D’Andrade (1987) suggests that mental verbs (in the English language) can be classified into six types: perceptions (e.g., see, hear), belief/knowledge (e.g., believe, remember), feelings/emotions (e.g., approve, feel happy), desires/wishes (e.g., want to, hope to), intentions (e.g., plan to, aim to), and resolutions (e.g., determined to, resolve to) [56]. These distinct verb types parallel the mental verbs in the proposed ontology. Table 2 demonstrates the expression of the same topic in many different ways using our ontological categories. Each of these expressions represents or refers to a distinct mental state on the part of the speaker, and understanding how to interpret that mental state is important in ongoing interactions. A savvy listener might use the perceived mental state as a touchstone for further conversation, whether it be in selecting a properly empathetic response, eliciting further follow-up dialogue, or more proactively guiding a conversation in a particular direction. Agents able to detect underlying mental verbs may therefore have an advantage when it comes to appropriately responding to user disclosure, which is an important aspect of building and maintaining social relationships [63]. Another layer of complexity is that agents may need to be trained not only to identify psychological states that are explicitly indicated in a user’s conversation by a mental verb (e.g., “I believe,” “I prefer”) but also psychological states expressed indirectly (e.g., “It is my opinion that x,” “I have a strong preference for x”). In these examples, “x” refers to the topic, but “my opinion” and “preference” refer to psychological states/mental verbs.

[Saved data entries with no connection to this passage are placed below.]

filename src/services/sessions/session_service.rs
//! # 게이트웨이 로그인 세션 서비스
//!
//! UC / IAM 백엔드가 발급받은 업스트림 토큰을 세션 ID 뒤에 숨기고,
//! 브라우저에는 세션 쿠키(`OPENAPISESSION`)와 CSRF 쿠키만 내려줍니다.
//!
//! ```text
//! 로그인 성공 ─► create(token) ─► session_id ─► Set-Cookie: OPENAPISESSION=<id>; Domain=<매칭 도메인>
//!                                           └─► Set-Cookie: OPENAPI-CSRF-TOKEN=<uuid>
//! 요청 ─► load(session_id) ─► 남은 수명이 절반 미만이면 touch() 후 쿠키 재발급
//! ```
//!
//! 쿠키 도메인은 요청 호스트가 속한 `SESSION_COOKIE_DOMAINS` 항목 중 가장 구체적인 것을 쓰고,
//! 일치하는 항목이 없으면 host-only 쿠키가 됩니다.

use std::ops::Deref;
use std::sync::Arc;

use actix_web::cookie::time::Duration as CookieDuration;
use actix_web::cookie::{Cookie, SameSite};
use singleton_macro::service;
use uuid::Uuid;

use crate::config::SessionSettings;
use crate::domain::models::identity::OAuthToken;
use crate::errors::errors::AppResult;
use crate::repositories::sessions::{SessionStore, StoredSession};
use crate::utils::http_utils::session_domain;

/// `ServiceLocator` 에 수동 등록되는 세션 저장소 핸들
///
/// 실행 환경에 따라 Redis 또는 메모리 저장소를 감쌉니다.
pub struct SessionStoreHandle(Arc<dyn SessionStore>);

impl SessionStoreHandle {
    pub fn from_store(store: Arc<dyn SessionStore>) -> Self {
        Self(store)
    }
}

impl Deref for SessionStoreHandle {
    type Target = dyn SessionStore;

    fn deref(&self) -> &Self::Target {
        self.0.as_ref()
    }
}

#[service(name = "session")]
pub struct SessionService {
    store: Arc<SessionStoreHandle>,
    settings: Arc<SessionSettings>,
}

impl SessionService {
    /// 싱글톤을 거치지 않고 구성합니다 (ID 백엔드 테스트, 메모리 모드).
    pub fn with_store(store: Arc<dyn SessionStore>, settings: SessionSettings) -> Self {
        Self {
            store: Arc::new(SessionStoreHandle::from_store(store)),
            settings: Arc::new(settings),
        }
    }

    pub fn settings(&self) -> &SessionSettings {
        &self.settings
    }

    fn max_age(&self) -> u64 {
        self.settings.max_age_seconds.max(1) as u64
    }

    /// 새 세션을 만들고 세션 ID 를 반환합니다.
    pub async fn create(&self, token: &OAuthToken) -> AppResult<String> {
        let session_id = Uuid::new_v4().to_string();
        self.store.save(&session_id, token, self.max_age()).await?;
        log::debug!("세션 생성 - max_age: {}초", self.max_age());
        Ok(session_id)
    }

    /// 갱신된 토큰으로 세션을 덮어쓰고 수명을 최대치로 되돌립니다.
    pub async fn save(&self, session_id: &str, token: &OAuthToken) -> AppResult<()> {
        self.store.save(session_id, token, self.max_age()).await
    }

    pub async fn load(&self, session_id: &str) -> AppResult<Option<StoredSession>> {
        self.store.load(session_id).await
    }

    pub async fn touch(&self, session_id: &str) -> AppResult<bool> {
        self.store.touch(session_id, self.max_age()).await
    }

    pub async fn remove(&self, session_id: &str) -> AppResult<()> {
        self.store.remove(session_id).await
    }

    /// 남은 수명이 최대 수명의 절반 미만인지 (슬라이딩 만료)
    pub fn should_slide(&self, session: &StoredSession) -> bool {
        session.remaining_ttl_seconds >= 0 && session.remaining_ttl_seconds < self.settings.max_age_seconds / 2
    }

    pub fn cookie_name(&self) -> &str {
        &self.settings.cookie_name
    }

    pub fn session_cookie(&self, session_id: &str, host: &str) -> Cookie<'static> {
        self.base_cookie(self.settings.cookie_name.clone(), session_id.to_string(), host)
            .http_only(true)
            .max_age(CookieDuration::seconds(self.settings.max_age_seconds))
            .finish()
    }

    pub fn expired_session_cookie(&self, host: &str) -> Cookie<'static> {
        let mut cookie = self
            .base_cookie(self.settings.cookie_name.clone(), String::new(), host)
            .http_only(true)
            .finish();
        cookie.make_removal();
        cookie
    }

    /// 새 CSRF 토큰 쿠키. 스크립트가 읽어 헤더로 되돌려 보내야 하므로 HttpOnly 가 아닙니다.
    pub fn csrf_cookie(&self, host: &str) -> Cookie<'static> {
        self.base_cookie(self.settings.csrf_cookie_name.clone(), Uuid::new_v4().to_string(), host)
            .http_only(false)
            .max_age(CookieDuration::seconds(self.settings.max_age_seconds))
            .finish()
    }

    fn base_cookie(
        &self,
        name: String,
        value: String,
        host: &str,
    ) -> actix_web::cookie::CookieBuilder<'static> {
        let builder = Cookie::build(name, value)
            .path("/")
            .secure(self.settings.secure)
            .same_site(SameSite::Lax);

        match session_domain(host, &self.settings.domains) {
            Some(domain) => builder.domain(domain),
            None => builder,
        }
    }
}
//! # Redis 캐시 클라이언트 구현
//!
//! 세션 저장소가 사용하는 JSON 기반 Redis 클라이언트입니다.
//! Redis 연결은 멀티플렉싱을 사용하여 단일 TCP 연결에서 여러 동시 요청을 처리합니다.

use redis::{AsyncCommands, Client};
use serde::{Serialize, de::DeserializeOwned};
use std::env;

#[derive(Clone)]
pub struct RedisClient {
    client: Client,
}

impl RedisClient {
    /// `REDIS_URL` 로 연결하고 PING 으로 가용성을 확인합니다.
    pub async fn new() -> Result<Self, Box<dyn std::error::Error>> {
        let client = Client::open(Self::url())?;

        let mut conn = client.get_multiplexed_async_connection().await?;
        redis::cmd("PING").query_async::<()>(&mut conn).await?;

        log::info!("✅ Redis 연결 성공");

        Ok(Self { client })
    }

    pub fn url() -> String {
        env::var("REDIS_URL").unwrap_or_else(|_| "redis://localhost:6379".to_string())
    }

    pub async fn get<T: DeserializeOwned>(&self, key: &str) -> Result<Option<T>, redis::RedisError> {
        let mut conn = self.client.get_multiplexed_async_connection().await?;
        let value: Option<String> = conn.get(key).await?;

        match value {
            Some(json) => {
                let deserialized = serde_json::from_str(&json)
                    .map_err(|e| redis::RedisError::from((redis::ErrorKind::TypeError, "Deserialization failed", e.to_string())))?;
                Ok(Some(deserialized))
            }
            None => Ok(None),
        }
    }

    pub async fn set<T: Serialize>(&self, key: &str, value: &T) -> Result<(), redis::RedisError> {
        let mut conn = self.client.get_multiplexed_async_connection().await?;
        let json = serde_json::to_string(value)
            .map_err(|e| redis::RedisError::from((redis::ErrorKind::TypeError, "Serialization failed", e.to_string())))?;
        conn.set(key, json).await
    }

    pub async fn set_with_expiry<T: Serialize>(&self, key: &str, value: &T, seconds: u64) -> Result<(), redis::RedisError> {
        let mut conn = self.client.get_multiplexed_async_connection().await?;
        let json = serde_json::to_string(value)
            .map_err(|e| redis::RedisError::from((redis::ErrorKind::TypeError, "Serialization failed", e.to_string())))?;
        conn.set_ex(key, json, seconds).await
    }

    /// 남은 TTL (초). 키가 없으면 `None`, 만료가 없으면 `Some(-1)`.
    pub async fn ttl(&self, key: &str) -> Result<Option<i64>, redis::RedisError> {
        let mut conn = self.client.get_multiplexed_async_connection().await?;
        let ttl: i64 = conn.ttl(key).await?;
        Ok(if ttl == -2 { None } else { Some(ttl) })
    }

    pub async fn expire(&self, key: &str, seconds: i64) -> Result<bool, redis::RedisError> {
        let mut conn = self.client.get_multiplexed_async_connection().await?;
        conn.expire(key, seconds).await
    }

    pub async fn del(&self, key: &str) -> Result<(), redis::RedisError> {
        let mut conn = self.client.get_multiplexed_async_connection().await?;
        conn.del(key).await
    }

    /// 여러 키를 한 번에 삭제합니다. 빈 목록이면 연결하지 않습니다.
    pub async fn del_multiple(&self, keys: &[String]) -> Result<(), redis::RedisError> {
        if keys.is_empty() {
            return Ok(());
        }
        let mut conn = self.client.get_multiplexed_async_connection().await?;
        conn.del(keys).await
    }

    /// 패턴과 일치하는 키 목록 (Redis `KEYS`)
    ///
    /// `KEYS` 는 서버를 블로킹하므로 요청 경로에서는 쓰지 않습니다.
    pub async fn keys(&self, pattern: &str) -> Result<Vec<String>, redis::RedisError> {
        let mut conn = self.client.get_multiplexed_async_connection().await?;
        conn.keys(pattern).await
    }
}
//! HTTP 헤더 / 쿠키 헬퍼
//!
//! 게이트웨이가 주고받는 헤더 규약(`Authorization`, 신뢰 헤더)과 세션 쿠키 도메인 선택 규칙을 모아둡니다.

use actix_web::http::Method;
use base64::Engine;
use base64::engine::general_purpose::STANDARD;

pub const USER_ID_HEADER: &str = "User-ID";
pub const ORG_ID_HEADER: &str = "Org-ID";
pub const CLIENT_ID_HEADER: &str = "Client-ID";
pub const CLIENT_NAME_HEADER: &str = "Client-Name";
pub const INTERNAL_CLIENT_HEADER: &str = "Internal-Client";
/// 클라이언트가 접근하려는 조직 (이름 또는 ID)
pub const ORG_HEADER: &str = "Org";

/// 게이트웨이만 설정할 수 있는 헤더. 외부 요청에 포함되어 있으면 인증 전에 제거됩니다.
pub const TRUSTED_HEADERS: [&str; 5] = [
    USER_ID_HEADER,
    ORG_ID_HEADER,
    CLIENT_ID_HEADER,
    CLIENT_NAME_HEADER,
    INTERNAL_CLIENT_HEADER,
];

/// `Authorization` 헤더 값에서 스킴을 대소문자 구분 없이 떼어냅니다.
fn strip_scheme<'a>(value: &'a str, scheme: &str) -> Option<&'a str> {
    let value = value.trim();
    let (head, rest) = value.split_once(' ')?;
    if head.eq_ignore_ascii_case(scheme) {
        let rest = rest.trim();
        (!rest.is_empty()).then_some(rest)
    } else {
        None
    }
}

pub fn bearer_token(value: &str) -> Option<&str> {
    strip_scheme(value, "Bearer")
}

/// `Basic base64(user:password)` 를 (user, password) 로 디코딩합니다.
pub fn basic_credentials(value: &str) -> Option<(String, String)> {
    let encoded = strip_scheme(value, "Basic")?;
    let decoded = STANDARD.decode(encoded).ok()?;
    let decoded = String::from_utf8(decoded).ok()?;
    let (user, password) = decoded.split_once(':')?;
    if user.is_empty() {
        return None;
    }
    Some((user.to_string(), password.to_string()))
}

/// JWT 직렬화 형식(점으로 구분된 비어있지 않은 세 구간)인지 확인합니다.
pub fn is_jwt_format(token: &str) -> bool {
    let parts: Vec<&str> = token.split('.').collect();
    parts.len() == 3 && parts.iter().all(|p| !p.is_empty())
}

pub fn strip_port(host: &str) -> &str {
    // IPv6 리터럴 "[::1]:8080"
    if let Some(rest) = host.strip_prefix('[') {
        return rest.split(']').next().unwrap_or(rest);
    }
    host.split(':').next().unwrap_or(host)
}

/// 요청 호스트에 맞는 세션 쿠키 도메인을 고릅니다.
///
/// 호스트가 설정된 도메인과 같거나 그 하위 도메인이면 해당 도메인을 반환합니다.
/// 설정값의 선행 점(`.erda.cloud`)은 무시하며, 일치하는 도메인이 없으면 `None`(host-only 쿠키)입니다.
/// 여러 도메인이 일치하면 가장 긴(가장 구체적인) 도메인을 고릅니다.
pub fn session_domain(host: &str, domains: &[String]) -> Option<String> {
    let host = strip_port(host).trim().to_lowercase();
    if host.is_empty() {
        return None;
    }

    domains
        .iter()
        .map(|d| d.trim().trim_start_matches('.').to_lowercase())
        .filter(|d| !d.is_empty())
        .filter(|d| host == *d || host.ends_with(&format!(".{}", d)))
        .max_by_key(|d| d.len())
}

/// CSRF 검증이 필요 없는 메서드
pub fn is_safe_method(method: &Method) -> bool {
    matches!(*method, Method::GET | Method::HEAD | Method::OPTIONS | Method::TRACE)
}

#[cfg(test)]
mod tests {
    use super::*;

    #[test]
    fn test_bearer_token() {
        let cases = [
            ("Bearer abc", Some("abc")),
            ("bearer abc", Some("abc")),
            ("  Bearer   abc  ", Some("abc")),
            ("Bearer ", None),
            ("Basic abc", None),
            ("abc", None),
        ];
        for (input, expected) in cases {
            assert_eq!(bearer_token(input), expected, "input: {:?}", input);
        }
    }

    #[test]
    fn test_basic_credentials() {
        let header = format!("Basic {}", STANDARD.encode("admin:p@ss:word"));
        assert_eq!(
            basic_credentials(&header),
            Some(("admin".to_string(), "p@ss:word".to_string()))
        );

        let no_user = format!("Basic {}", STANDARD.encode(":secret"));
        assert_eq!(basic_credentials(&no_user), None);
        assert_eq!(basic_credentials("Basic !!notbase64!!"), None);
        assert_eq!(basic_credentials("Bearer abc"), None);
    }

    #[test]
    fn test_is_jwt_format() {
        assert!(is_jwt_format("aaa.bbb.ccc"));
        assert!(!is_jwt_format("aaa.bbb"));
        assert!(!is_jwt_format("aaa..ccc"));
        assert!(!is_jwt_format("0f6a1b2c3d4e"));
    }

    #[test]
    fn test_strip_port() {
        assert_eq!(strip_port("erda.cloud:8080"), "erda.cloud");
        assert_eq!(strip_port("erda.cloud"), "erda.cloud");
        assert_eq!(strip_port("[::1]:8080"), "::1");
    }

    #[test]
    fn test_session_domain() {
        let domains = vec![
            ".erda.cloud".to_string(),
            "terminus.io".to_string(),
            "app.terminus.io".to_string(),
        ];
        let cases = [
            ("erda.cloud", Some("erda.cloud")),
            ("one.erda.cloud", Some("erda.cloud")),
            ("one.erda.cloud:443", Some("erda.cloud")),
            ("ONE.ERDA.CLOUD", Some("erda.cloud")),
            ("x.app.terminus.io", Some("app.terminus.io")),
            ("other.terminus.io", Some("terminus.io")),
            ("noterda.cloud", None),
            ("erda.cloud.evil.com", None),
            ("localhost:3000", None),
            ("", None),
        ];
        for (host, expected) in cases {
            assert_eq!(
                session_domain(host, &domains).as_deref(),
                expected,
                "host: {:?}",
                host
            );
        }

        assert_eq!(session_domain("erda.cloud", &[]), None);
    }

    #[test]
    fn test_is_safe_method() {
        assert!(is_safe_method(&Method::GET));
        assert!(is_safe_method(&Method::OPTIONS));
        assert!(!is_safe_method(&Method::POST));
        assert!(!is_safe_method(&Method::DELETE));
    }
}
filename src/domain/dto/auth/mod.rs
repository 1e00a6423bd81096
pub mod request;
pub mod response;

pub use request::*;
pub use response::*;
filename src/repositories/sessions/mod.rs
pub mod session_repo;
pub mod memory_store;

pub use session_repo::*;
pub use memory_store::*;
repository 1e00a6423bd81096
//! 인증 서비스 모듈
//!
//! - [`token_validator`] - Bearer 토큰(JWT 클라이언트 토큰, 액세스 키) 검증
//! - [`org_service`] - 조직 조회와 조직 접근 권한 확인
//! - [`user_state`] - 요청 단위 로그인 사용자 상태와 `UserAuthFacade`

pub mod org_service;
pub mod token_validator;
pub mod user_state;

pub use org_service::{OrgClient, OrgDirectory};
pub use token_validator::TokenValidator;
pub use user_state::{UserAuthFacade, UserStage, UserState};
//! # Authentication Configuration Module
//!
//! ID 백엔드(UC, IAM, Kratos), 세션 쿠키, 토큰 검증, core-services 관련 설정을 관리합니다.
//!
//! 각 `*Config` 단위 구조체는 환경 변수를 읽어 `*Settings` 값 객체를 만듭니다.
//! 백엔드와 인증기(Auther)는 `*Settings` 만 받으므로 테스트에서는 환경 변수 없이 직접 구성할 수 있습니다.
//!
//! ## 필수 환경 변수 설정
//!
//! ### ID 백엔드 선택
//! ```bash
//! export IDENTITY_PROVIDER="uc"          # uc | iam | kratos
//! ```
//!
//! ### UC
//! ```bash
//! export UC_ADDR="http://uc:8080"
//! export UC_CLIENT_ID="dice"
//! export UC_CLIENT_SECRET="secret"
//! export UC_SESSION_COOKIE="u_c_captain_local"   # 선택: UC 자체 로그인 쿠키 패스스루
//! ```
//!
//! ### IAM
//! ```bash
//! export IAM_ADDR="http://iam:8080"
//! export IAM_CLIENT_ID="erda"
//! export IAM_CLIENT_SECRET="secret"
//! ```
//!
//! ### Kratos
//! ```bash
//! export KRATOS_PUBLIC_ADDR="http://kratos-public:4433"
//! export KRATOS_ADMIN_ADDR="http://kratos-admin:4434"
//! ```
//!
//! ### 세션 / CSRF
//! ```bash
//! export SESSION_COOKIE_NAME="OPENAPISESSION"
//! export SESSION_COOKIE_DOMAINS=".erda.cloud,.terminus.io"
//! export SESSION_MAX_AGE_SECONDS="43200"
//! export CSRF_ENABLED="true"
//! ```

use std::env;
use std::fmt;

use crate::config::data_config::split_list;

/// 사용할 ID 백엔드 종류
#[derive(Debug, Clone, Copy, PartialEq, Eq, serde::Serialize, serde::Deserialize)]
#[serde(rename_all = "lowercase")]
pub enum IdentityProviderKind {
    Uc,
    Iam,
    Kratos,
}

impl IdentityProviderKind {
    pub fn from_str(s: &str) -> Result<Self, String> {
        match s.trim().to_lowercase().as_str() {
            "uc" => Ok(IdentityProviderKind::Uc),
            "iam" => Ok(IdentityProviderKind::Iam),
            "kratos" => Ok(IdentityProviderKind::Kratos),
            _ => Err(format!("Unsupported identity provider: {}", s)),
        }
    }

    pub fn as_str(&self) -> &'static str {
        match self {
            IdentityProviderKind::Uc => "uc",
            IdentityProviderKind::Iam => "iam",
            IdentityProviderKind::Kratos => "kratos",
        }
    }
}

impl fmt::Display for IdentityProviderKind {
    fn fmt(&self, f: &mut fmt::Formatter<'_>) -> fmt::Result {
        f.write_str(self.as_str())
    }
}

pub struct IdentityConfig;

impl IdentityConfig {
    /// `IDENTITY_PROVIDER` 값을 해석합니다. 잘못된 값이면 경고 후 UC 를 사용합니다.
    pub fn provider() -> IdentityProviderKind {
        let raw = env::var("IDENTITY_PROVIDER").unwrap_or_else(|_| "uc".to_string());
        IdentityProviderKind::from_str(&raw).unwrap_or_else(|e| {
            log::warn!("{}, falling back to uc", e);
            IdentityProviderKind::Uc
        })
    }

    /// 업스트림 HTTP 호출 타임아웃 (초)
    pub fn http_timeout_seconds() -> u64 {
        env::var("IDENTITY_HTTP_TIMEOUT_SECONDS")
            .ok()
            .and_then(|v| v.parse().ok())
            .unwrap_or(10)
    }
}

#[derive(Debug, Clone)]
pub struct UcSettings {
    pub addr: String,
    pub client_id: String,
    pub client_secret: String,
    /// UC 가 직접 발급한 브라우저 쿠키 이름. 설정되면 해당 쿠키로 current-user 를 조회합니다.
    pub session_cookie: Option<String>,
}

pub struct UcConfig;

impl UcConfig {
    pub fn settings() -> UcSettings {
        UcSettings {
            addr: trim_addr(env::var("UC_ADDR").unwrap_or_else(|_| "http://localhost:8081".to_string())),
            client_id: env::var("UC_CLIENT_ID").unwrap_or_else(|_| "dice".to_string()),
            client_secret: secret_var("UC_CLIENT_SECRET"),
            session_cookie: env::var("UC_SESSION_COOKIE").ok().filter(|v| !v.trim().is_empty()),
        }
    }
}

#[derive(Debug, Clone)]
pub struct IamSettings {
    pub addr: String,
    pub client_id: String,
    pub client_secret: String,
}

pub struct IamConfig;

impl IamConfig {
    pub fn settings() -> IamSettings {
        IamSettings {
            addr: trim_addr(env::var("IAM_ADDR").unwrap_or_else(|_| "http://localhost:8082".to_string())),
            client_id: env::var("IAM_CLIENT_ID").unwrap_or_else(|_| "erda".to_string()),
            client_secret: secret_var("IAM_CLIENT_SECRET"),
        }
    }
}

#[derive(Debug, Clone)]
pub struct KratosSettings {
    pub public_addr: String,
    pub admin_addr: String,
    pub session_cookie: String,
}

pub struct KratosConfig;

impl KratosConfig {
    pub fn settings() -> KratosSettings {
        KratosSettings {
            public_addr: trim_addr(
                env::var("KRATOS_PUBLIC_ADDR").unwrap_or_else(|_| "http://localhost:4433".to_string()),
            ),
            admin_addr: trim_addr(
                env::var("KRATOS_ADMIN_ADDR").unwrap_or_else(|_| "http://localhost:4434".to_string()),
            ),
            session_cookie: env::var("KRATOS_SESSION_COOKIE")
                .unwrap_or_else(|_| "ory_kratos_session".to_string()),
        }
    }
}

/// 세션 쿠키 및 CSRF 설정
#[derive(Debug, Clone)]
pub struct SessionSettings {
    pub cookie_name: String,
    /// 쿠키를 발급할 수 있는 상위 도메인 목록
    pub domains: Vec<String>,
    pub max_age_seconds: i64,
    pub secure: bool,
    pub csrf_enabled: bool,
    pub csrf_cookie_name: String,
    pub csrf_header_name: String,
}

impl Default for SessionSettings {
    fn default() -> Self {
        Self {
            cookie_name: "OPENAPISESSION".to_string(),
            domains: Vec::new(),
            max_age_seconds: 43200,
            secure: false,
            csrf_enabled: true,
            csrf_cookie_name: "OPENAPI-CSRF-TOKEN".to_string(),
            csrf_header_name: "OPENAPI-CSRF-TOKEN".to_string(),
        }
    }
}

pub struct SessionConfig;

impl SessionConfig {
    pub fn settings() -> SessionSettings {
        let defaults = SessionSettings::default();
        SessionSettings {
            cookie_name: env::var("SESSION_COOKIE_NAME").unwrap_or(defaults.cookie_name),
            domains: split_list(&env::var("SESSION_COOKIE_DOMAINS").unwrap_or_default()),
            max_age_seconds: env::var("SESSION_MAX_AGE_SECONDS")
                .ok()
                .and_then(|v| v.parse().ok())
                .filter(|v: &i64| *v > 0)
                .unwrap_or(defaults.max_age_seconds),
            secure: bool_var("SESSION_COOKIE_SECURE", defaults.secure),
            csrf_enabled: bool_var("CSRF_ENABLED", defaults.csrf_enabled),
            csrf_cookie_name: env::var("CSRF_COOKIE_NAME").unwrap_or(defaults.csrf_cookie_name),
            csrf_header_name: env::var("CSRF_HEADER_NAME").unwrap_or(defaults.csrf_header_name),
        }
    }
}

/// Bearer 토큰 검증 설정
#[derive(Debug, Clone)]
pub struct TokenSettings {
    /// OAuth2 서버가 JWT 액세스 토큰 서명에 쓰는 HS256 비밀키. 없으면 JWT 토큰은 거부됩니다.
    pub jwt_secret: Option<String>,
    pub access_key_addr: String,
    pub cache_capacity: usize,
    pub cache_ttl_seconds: u64,
}

pub struct OAuth2ServerConfig;

impl OAuth2ServerConfig {
    pub fn settings() -> TokenSettings {
        let jwt_secret = env::var("OAUTH2_JWT_SECRET").ok().filter(|v| !v.is_empty());
        if jwt_secret.is_none() {
            log::warn!("OAUTH2_JWT_SECRET not set, JWT bearer tokens will be rejected");
        }
        TokenSettings {
            jwt_secret,
            access_key_addr: trim_addr(
                env::var("ACCESS_KEY_SERVICE_ADDR").unwrap_or_else(|_| "http://localhost:9093".to_string()),
            ),
            cache_capacity: env::var("TOKEN_CACHE_CAPACITY")
                .ok()
                .and_then(|v| v.parse().ok())
                .unwrap_or(10_000),
            cache_ttl_seconds: env::var("TOKEN_CACHE_TTL_SECONDS")
                .ok()
                .and_then(|v| v.parse().ok())
                .unwrap_or(60),
        }
    }
}

pub struct CoreServicesConfig;

impl CoreServicesConfig {
    pub fn addr() -> String {
        trim_addr(env::var("CORE_SERVICES_ADDR").unwrap_or_else(|_| "http://localhost:9526".to_string()))
    }
}

fn trim_addr(addr: String) -> String {
    addr.trim().trim_end_matches('/').to_string()
}

fn secret_var(key: &str) -> String {
    env::var(key).unwrap_or_else(|_| {
        log::warn!("{} not set, using empty secret (not secure for production!)", key);
        String::new()
    })
}

fn bool_var(key: &str, default: bool) -> bool {
    match env::var(key) {
        Ok(v) => matches!(v.trim().to_lowercase().as_str(), "1" | "true" | "yes" | "on"),
        Err(_) => default,
    }
}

Intimacy. The intimacy of self-disclosure refers to how public or private (personal) the items being discussed might be. This dimension is also heavily linked to the topic of conversation and the broader environmental or social contexts in which a conversation is taking place. Previous work has found strong positive correlations between different topics of discussion and the perceived intimacy of the conversation [3, 4]. More recent work has found that the same general patterns between topic and perceived levels of intimacy also apply in interactions with CAs. This may be particularly impactful for interactions with agents, since the types of topics a user is willing to discuss with a conversational system may be affected by environmental/social contextual aspects such as a dialogue system’s placement or location within a home [48, 64].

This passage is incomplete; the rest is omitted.